[Data extract — start]

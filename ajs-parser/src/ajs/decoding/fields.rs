//! Field splitting and the rule-number prefix

use crate::ajs::ast::{Parameter, ParameterValue};
use serde::{Deserialize, Serialize};
use std::fmt;

/// The values of `parameter` split at top-level commas and trimmed.
///
/// Commas inside parentheses do not split, so a tuple stays one field. Quoted values
/// are always one field.
pub fn fields(parameter: &Parameter) -> Vec<String> {
    let mut fields = Vec::new();
    for value in parameter.values() {
        match value {
            ParameterValue::RawText { text } => split_top_level(text, &mut fields),
            ParameterValue::QuotedText { text, .. } => fields.push(text.clone()),
            ParameterValue::Tuple { tuple } => fields.push(tuple.to_string()),
        }
    }
    fields
}

fn split_top_level(text: &str, fields: &mut Vec<String>) {
    let mut depth = 0usize;
    let mut start = 0;
    for (index, ch) in text.char_indices() {
        match ch {
            '(' => depth += 1,
            ')' => depth = depth.saturating_sub(1),
            ',' if depth == 0 => {
                fields.push(text[start..index].trim().to_string());
                start = index + 1;
            }
            _ => {}
        }
    }
    fields.push(text[start..].trim().to_string());
}

/// Which of a unit's alternative schedule rules a value belongs to
#[derive(Debug, Clone, Copy, PartialEq, Eq, PartialOrd, Ord, Hash, Serialize, Deserialize)]
pub struct RuleNumber(u8);

impl RuleNumber {
    pub const DEFAULT: RuleNumber = RuleNumber(1);
    /// Rule 0 only appears with an undefined start date.
    pub const UNDEFINED: RuleNumber = RuleNumber(0);
    pub const MAX: u8 = 144;

    /// A rule number in `0..=144`.
    pub fn new(number: u8) -> Option<Self> {
        (number <= Self::MAX).then_some(RuleNumber(number))
    }

    pub fn get(self) -> u8 {
        self.0
    }

    pub fn is_undefined(self) -> bool {
        self.0 == 0
    }
}

impl Default for RuleNumber {
    fn default() -> Self {
        Self::DEFAULT
    }
}

impl fmt::Display for RuleNumber {
    fn fmt(&self, f: &mut fmt::Formatter<'_>) -> fmt::Result {
        write!(f, "{}", self.0)
    }
}

/// Remove the optional leading rule number from `fields`.
///
/// With `arity + 1` fields the first one must be the rule number; with `arity`
/// fields the rule number defaults to 1. Zero is accepted here and left to the caller
/// to reject.
pub(crate) fn take_rule_number(fields: &mut Vec<String>, arity: usize) -> Result<RuleNumber, String> {
    if fields.len() == arity {
        return Ok(RuleNumber::DEFAULT);
    }
    if fields.len() != arity + 1 {
        return Err(format!(
            "expected {} field(s) after an optional rule number, found {}",
            arity,
            fields.len()
        ));
    }
    let text = fields.remove(0);
    let mut cursor = Cursor::new(&text);
    let number = cursor
        .number()
        .filter(|_| cursor.is_empty())
        .ok_or_else(|| format!("rule number `{}` is not a number", text))?;
    u8::try_from(number)
        .ok()
        .and_then(RuleNumber::new)
        .ok_or_else(|| format!("rule number {} is out of range 0-{}", number, RuleNumber::MAX))
}

/// Reject rule number 0 outside of `sd=0,ud`.
pub(crate) fn require_defined(rule: RuleNumber) -> Result<RuleNumber, String> {
    if rule.is_undefined() {
        Err("rule number 0 is only valid with `ud`".to_string())
    } else {
        Ok(rule)
    }
}

/// Exactly one field, or an error naming what was expected.
pub(crate) fn single(mut fields: Vec<String>, what: &str) -> Result<String, String> {
    if fields.len() != 1 {
        return Err(format!("expected one {}, found {} fields", what, fields.len()));
    }
    Ok(fields.remove(0))
}

/// A character cursor for the small grammars inside field text
#[derive(Debug, Clone)]
pub(crate) struct Cursor<'a> {
    text: &'a str,
    offset: usize,
}

impl<'a> Cursor<'a> {
    pub fn new(text: &'a str) -> Self {
        Self { text, offset: 0 }
    }

    pub fn rest(&self) -> &'a str {
        &self.text[self.offset..]
    }

    pub fn is_empty(&self) -> bool {
        self.offset >= self.text.len()
    }

    pub fn peek(&self) -> Option<char> {
        self.rest().chars().next()
    }

    /// Consume `ch` if it is next.
    pub fn eat(&mut self, ch: char) -> bool {
        if self.peek() == Some(ch) {
            self.offset += ch.len_utf8();
            true
        } else {
            false
        }
    }

    /// Consume `word` if the rest starts with it.
    pub fn eat_str(&mut self, word: &str) -> bool {
        if self.rest().starts_with(word) {
            self.offset += word.len();
            true
        } else {
            false
        }
    }

    /// Consume the next character, whatever it is.
    pub fn bump(&mut self) -> Option<char> {
        let ch = self.peek()?;
        self.offset += ch.len_utf8();
        Some(ch)
    }

    /// Consume a run of ASCII digits.
    pub fn digits(&mut self) -> &'a str {
        let rest = self.rest();
        let len = rest.bytes().take_while(u8::is_ascii_digit).count();
        self.offset += len;
        &rest[..len]
    }

    /// Consume a decimal number; `None` if no digit is next or it overflows.
    pub fn number(&mut self) -> Option<u32> {
        let digits = self.digits();
        if digits.is_empty() {
            return None;
        }
        digits.parse().ok()
    }

    /// Fail unless everything has been consumed.
    pub fn expect_end(&self, what: &str) -> Result<(), String> {
        if self.is_empty() {
            Ok(())
        } else {
            Err(format!("unexpected `{}` after {}", self.rest(), what))
        }
    }
}

/// `value` if it lies in `min..=max`, else an error naming `what`.
pub(crate) fn in_range(value: u32, min: u32, max: u32, what: &str) -> Result<u32, String> {
    if (min..=max).contains(&value) {
        Ok(value)
    } else {
        Err(format!("{} {} is out of range {}-{}", what, value, min, max))
    }
}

[Data extract — finish]

### What to work on
Taking the records above line by line, count those that hold the word "peek"; the number is the entire answer.

### Reply to the task
3